The pattern of random terror continued for nearly 30 miles. Witnesses said the gunmen fired machine guns and threw grenades at passing cars from the hijacked bus. Some passengers inside the bus were fired on, and at least one body was dumped along the way. An American youth who was driving from Tel Aviv to Haifa with his family reported seeing "a car standing on the other side of the highway and a body lying near by. Moments later," he said, "I saw a bus zigzagging toward our side of the highway. When we came close it stopped. Somebody came down from the front door of the bus with a submachine gun and shot at us. All the windows were smashed and the glass fell on us. My father shouted, 'Look at my arm!' I pushed him aside and took the wheel. He had a huge hole in his chest. My brother, who had been sleeping in the back seat, was in terrible condition. When we reached the hospital, I asked the doctor if my father and brother had a chance. He said, 'Sorry, son. Both are dead.' "

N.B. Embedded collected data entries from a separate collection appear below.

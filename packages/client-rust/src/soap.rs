//! Legacy web-service calls.
//!
//! A [`WebServiceCall`] sends any data source key with string-rendered
//! parameters through the SOAP endpoint. The connector decodes the envelope,
//! so results arrive as generic rows with the service status as outputs.

use std::collections::BTreeMap;
use std::sync::Arc;

use datasource_core::wire::soap::{encode_envelope, SoapStatus};
use datasource_core::{Credentials, DataSourceKey, GenericRow, Value};
use tower::ServiceExt;
use tracing::{debug, info_span, Instrument};

use crate::config::ClientConfig;
use crate::connector::{BoxSoapConnector, ConnectorRequest, ProgressReporter};
use crate::datasource::{ExecuteError, Invocation};

/// One web-service invocation of a data source key.
pub struct WebServiceCall {
    key: DataSourceKey,
    params: BTreeMap<String, Value>,
    credentials: Arc<Credentials>,
    config: Arc<ClientConfig>,
    connector: BoxSoapConnector,
    executed: bool,
}

impl WebServiceCall {
    #[must_use]
    pub fn new(
        key: impl Into<DataSourceKey>,
        credentials: Arc<Credentials>,
        config: Arc<ClientConfig>,
        connector: BoxSoapConnector,
    ) -> Self {
        Self {
            key: key.into(),
            params: BTreeMap::new(),
            credentials,
            config,
            connector,
            executed: false,
        }
    }

    #[must_use]
    pub fn key(&self) -> DataSourceKey {
        self.key
    }

    /// Set a parameter, replacing any earlier value. The `@` prefix the
    /// service expects is added on the wire.
    pub fn add_input_parameter(
        &mut self,
        name: impl Into<String>,
        value: impl Into<Value>,
    ) -> &mut Self {
        self.params.insert(name.into(), value.into());
        self
    }

    #[must_use]
    pub fn params(&self) -> &BTreeMap<String, Value> {
        &self.params
    }

    /// The envelope `execute` would send.
    #[must_use]
    pub fn envelope(&self) -> String {
        encode_envelope(self.key, &self.params)
    }

    /// # Errors
    ///
    /// Returns `ExecuteError` if this call already ran or no tokio runtime is
    /// current.
    pub fn execute(&mut self) -> Result<Invocation<SoapStatus, GenericRow>, ExecuteError> {
        if self.executed {
            return Err(ExecuteError::AlreadyExecuted(self.key));
        }
        let runtime = tokio::runtime::Handle::try_current().map_err(|_| ExecuteError::NoRuntime)?;

        let (progress, receiver) = ProgressReporter::channel();
        let request = ConnectorRequest {
            key: self.key,
            url: self.config.soap_endpoint().to_string(),
            credentials: Arc::clone(&self.credentials),
            body: self.envelope(),
            progress,
        };
        let connector = self.connector.clone();
        self.executed = true;

        debug!(
            key = %self.key,
            url = %request.url,
            params = self.params.len(),
            "executing web service call"
        );
        let span = info_span!("web_service", key = self.key.get());
        let handle = runtime.spawn(
            async move {
                match connector.oneshot(request).await {
                    Ok(response) => response.into_data_source_result(),
                    Err(fault) => fault.into(),
                }
            }
            .instrument(span),
        );
        Ok(Invocation::new(self.key, receiver, handle))
    }
}

#[cfg(test)]
mod tests {
    use datasource_core::{Failure, Progress, TransportFault};

    use super::*;
    use crate::connector::{layer_connector, SoapConnector};

    /// Config aimed at a loopback port nothing listens on.
    fn unreachable_config() -> Arc<ClientConfig> {
        let listener = std::net::TcpListener::bind("127.0.0.1:0").unwrap();
        let port = listener.local_addr().unwrap().port();
        drop(listener);
        Arc::new(ClientConfig {
            soap_production_url: format!("http://127.0.0.1:{port}/DataSource/Service.asmx"),
            ..ClientConfig::default()
        })
    }

    fn call() -> WebServiceCall {
        let config = unreachable_config();
        let connector = layer_connector(SoapConnector::new(&config).unwrap(), &config);
        let credentials = Arc::new(Credentials::new("u", "p"));
        WebServiceCall::new(DataSourceKey(6455), credentials, config, connector)
    }

    #[test]
    fn parameters_are_prefixed_in_envelope() {
        let mut soap = call();
        soap.add_input_parameter("Serial_No", "S123456")
            .add_input_parameter("Quantity", Value::Int(3));
        let envelope = soap.envelope();
        assert!(envelope.contains("<DataSourceKey>6455</DataSourceKey>"));
        assert!(envelope.contains("<Value>S123456</Value><Name>@Serial_No</Name>"));
        assert!(envelope.contains("<Value>3</Value><Name>@Quantity</Name>"));
    }

    #[test]
    fn replacing_a_parameter_keeps_one_entry() {
        let mut soap = call();
        soap.add_input_parameter("Location", "A");
        soap.add_input_parameter("Location", "B");
        assert_eq!(soap.params().len(), 1);
        assert_eq!(soap.params()["Location"], Value::from("B"));
    }

    #[tokio::test]
    async fn unreachable_service_is_a_transport_failure() {
        let mut soap = call();
        let mut invocation = soap.execute().unwrap();
        let mut progress = invocation.take_progress().unwrap();
        let result = invocation.result().await;
        assert!(matches!(result.failure(), Some(Failure::Transport(TransportFault::Connect(_)))));
        assert_eq!(progress.recv().await, Some(Progress::Error));
        assert!(matches!(soap.execute(), Err(ExecuteError::AlreadyExecuted(_))));
    }
}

Farther down the highway, the commandeered bus met another bus, also heading toward Haifa. The terrorists stopped this bus too, and forced its passengers to crowd onto the first one. The hostages now numbered 71, and the police were on the trail. The bus approached one hastily erected checkpoint and careened right through it. Then, just outside Tel Aviv, police set up a roadblock, seeded the highway with nails, and positioned themselves alongside. There the wild trail of terror finally came to an end. By that time, reported TIME Correspondent David Halevy, who was the only reporter on the scene, "the highway looked like a slaughterhouse. It was worse than anything I saw at the school shot up by terrorists in Ma'alot."
There had not been time to order in Israel's crack antiterrorist squads. So the task of stopping the terrorists fell to some 30 traffic cops, armed only with .38 revolvers and UZI submachine guns. When the bus finally skidded into a ditch with all its tires flat, the police rushed it. Said Arza Tazor, 24, a passenger: "I remember police breaking the windows of the bus and telling us to jump. I jumped."